Firstly, the lyrics. Now, I rarely say this as I am rarely surprised or shocked, but what the fuck is going on? This is a ~12 year old girl. Why is she singing "oh my God, she looks good, oh my God, you know you wish you could..." What does that mean? What the hell is she doing? Was this song written in part by Chris Hansen? The song does follow up to explain that she means other girls would wish they could look like her, but again, that's no example to set to kids her age. Without getting all Christian Mothers' Association, she's vile. Really vile. The sexual content of this video is higher than most Gaga or Rihanna flicks. Given that Jenna has made two videos, and 50% of her videos are sexually explicit, this makes her one of the most inappropriate artists in the music business. I shuddered as I typed in music; it's still just noise to me.

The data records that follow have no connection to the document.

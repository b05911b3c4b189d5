//! Train (scheduled run) type.

use std::collections::HashSet;

use super::{
    Direction, DomainError, Line, Region, ServiceTime, StationName, classify_direction,
    classify_line, classify_region, resolve_rollover,
};

/// Index of a stop within a train's route.
#[derive(Debug, Clone, Copy, PartialEq, Eq, Hash, PartialOrd, Ord)]
pub struct StopIndex(pub usize);

/// A single scheduled train run.
///
/// Each stop has one clock time, used both for boarding and for alighting.
/// A stop may have no time at all, in which case it cannot be the end of a
/// leg. Line, direction and region are derived from the route when the
/// train is built.
///
/// # Invariants
///
/// - At least one stop
/// - No station appears twice
/// - Known stop times are non-decreasing along the route (after midnight
///   rollover has been resolved)
#[derive(Debug, Clone)]
pub struct Train {
    id: String,
    name: String,
    stations: Vec<StationName>,
    times: Vec<Option<ServiceTime>>,
    line: Line,
    direction: Direction,
    region: Region,
}

impl Train {
    /// Build a train, validating its route and schedule.
    ///
    /// Times are raw clock times in stop order; a backwards jump of more than
    /// six hours is read as crossing midnight.
    ///
    /// # Examples
    ///
    /// ```
    /// use krl_planner::domain::{Line, ServiceTime, StationName, Train};
    ///
    /// let stop = |name: &str, time: &str| {
    ///     (StationName::parse(name).unwrap(), ServiceTime::parse_hhmm(time).ok())
    /// };
    /// let train = Train::new(
    ///     "1001",
    ///     "Commuter Line Bogor",
    ///     vec![stop("Bogor", "08:00"), stop("Depok", "08:25"), stop("Manggarai", "08:50")],
    /// )
    /// .unwrap();
    ///
    /// assert_eq!(train.line(), Line::Bogor);
    /// assert_eq!(train.len(), 3);
    /// ```
    pub fn new(
        id: impl Into<String>,
        name: impl Into<String>,
        stops: Vec<(StationName, Option<ServiceTime>)>,
    ) -> Result<Self, DomainError> {
        if stops.is_empty() {
            return Err(DomainError::EmptyRoute);
        }

        let (stations, raw_times): (Vec<StationName>, Vec<Option<ServiceTime>>) =
            stops.into_iter().unzip();

        let mut seen = HashSet::with_capacity(stations.len());
        for station in &stations {
            if !seen.insert(station.key()) {
                return Err(DomainError::DuplicateStop(station.clone()));
            }
        }

        let times = resolve_rollover(&raw_times);
        let mut prev: Option<ServiceTime> = None;
        for (station, time) in stations.iter().zip(&times) {
            if let Some(t) = time {
                if prev.is_some_and(|p| *t < p) {
                    return Err(DomainError::NonMonotonicSchedule {
                        station: station.clone(),
                    });
                }
                prev = Some(*t);
            }
        }

        Ok(Self {
            id: id.into(),
            name: name.into(),
            line: classify_line(&stations),
            direction: classify_direction(&stations),
            region: classify_region(&stations),
            stations,
            times,
        })
    }

    /// Returns the opaque train identifier.
    pub fn id(&self) -> &str {
        &self.id
    }

    /// Returns the display name.
    pub fn name(&self) -> &str {
        &self.name
    }

    /// Returns the stations in calling order.
    pub fn stations(&self) -> &[StationName] {
        &self.stations
    }

    /// Number of stops.
    pub fn len(&self) -> usize {
        self.stations.len()
    }

    /// Always false: a train has at least one stop.
    pub fn is_empty(&self) -> bool {
        self.stations.is_empty()
    }

    /// Returns the station at a stop index.
    pub fn station(&self, idx: StopIndex) -> Option<&StationName> {
        self.stations.get(idx.0)
    }

    /// Returns the scheduled time at a stop index, if known.
    pub fn time_at(&self, idx: StopIndex) -> Option<ServiceTime> {
        self.times.get(idx.0).copied().flatten()
    }

    /// Returns the scheduled time at a station, if the train calls there and
    /// the time is known.
    pub fn time_at_station(&self, station: &StationName) -> Option<ServiceTime> {
        self.index_of(station).and_then(|idx| self.time_at(idx))
    }

    /// Finds the stop index of a station.
    pub fn index_of(&self, station: &StationName) -> Option<StopIndex> {
        self.stations
            .iter()
            .position(|s| s == station)
            .map(StopIndex)
    }

    /// Returns true if the train calls at the station.
    pub fn calls_at(&self, station: &StationName) -> bool {
        self.index_of(station).is_some()
    }

    /// First station of the route.
    pub fn origin(&self) -> &StationName {
        // Non-empty by construction
        &self.stations[0]
    }

    /// Last station of the route.
    pub fn terminus(&self) -> &StationName {
        &self.stations[self.stations.len() - 1]
    }

    pub fn line(&self) -> Line {
        self.line
    }

    pub fn direction(&self) -> Direction {
        self.direction
    }

    pub fn region(&self) -> Region {
        self.region
    }

    /// Minutes between consecutive stops with known times.
    ///
    /// Entry `i` is the travel time from stop `i - 1` to stop `i`; entry 0
    /// and any entry touching a stop with no time are `None`.
    pub fn segment_minutes(&self) -> Vec<Option<u32>> {
        let mut out = Vec::with_capacity(self.times.len());
        out.push(None);
        for pair in self.times.windows(2) {
            out.push(match (pair[0], pair[1]) {
                (Some(a), Some(b)) => Some(b.minutes() - a.minutes()),
                _ => None,
            });
        }
        out
    }
}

Worst of all? She's not even getting any real fiscal benefits from all this. The only good thing she's getting is a lot of attention as goodness-knows-who watches this crap all over the world, only for her to be forgotten in a few years. The studio made the video and the song; her mother paid for the production and the most she'll get is a little over reimbursement (at least this happened to Rebecca Black, although she is rumoured to independently be following 'Friday' up). It's capitalism at its worst. TYTs are pathetic, seasonal fads that plague the internet like an ecstasy tablet. Everyone's happy for the first few hours but then it just gets all annoying and terrifying; you keep getting offered new ones, as everyone else looks like they're enjoying it but you know it's bad for society and against everything you stand for... so yeah, they're bollocks.

And worse still, the rise of the TYTS doesn't seem to be fading away. 'O.M.G.' is only a week old and has already amassed 1.5m views. Mothers all over the place will be trying to get their TYTS out and show them to the world. Luckily, it seems to have contained itself within America so far. Let's keep our fingers crossed that autotune is kept illegal for children on these shores.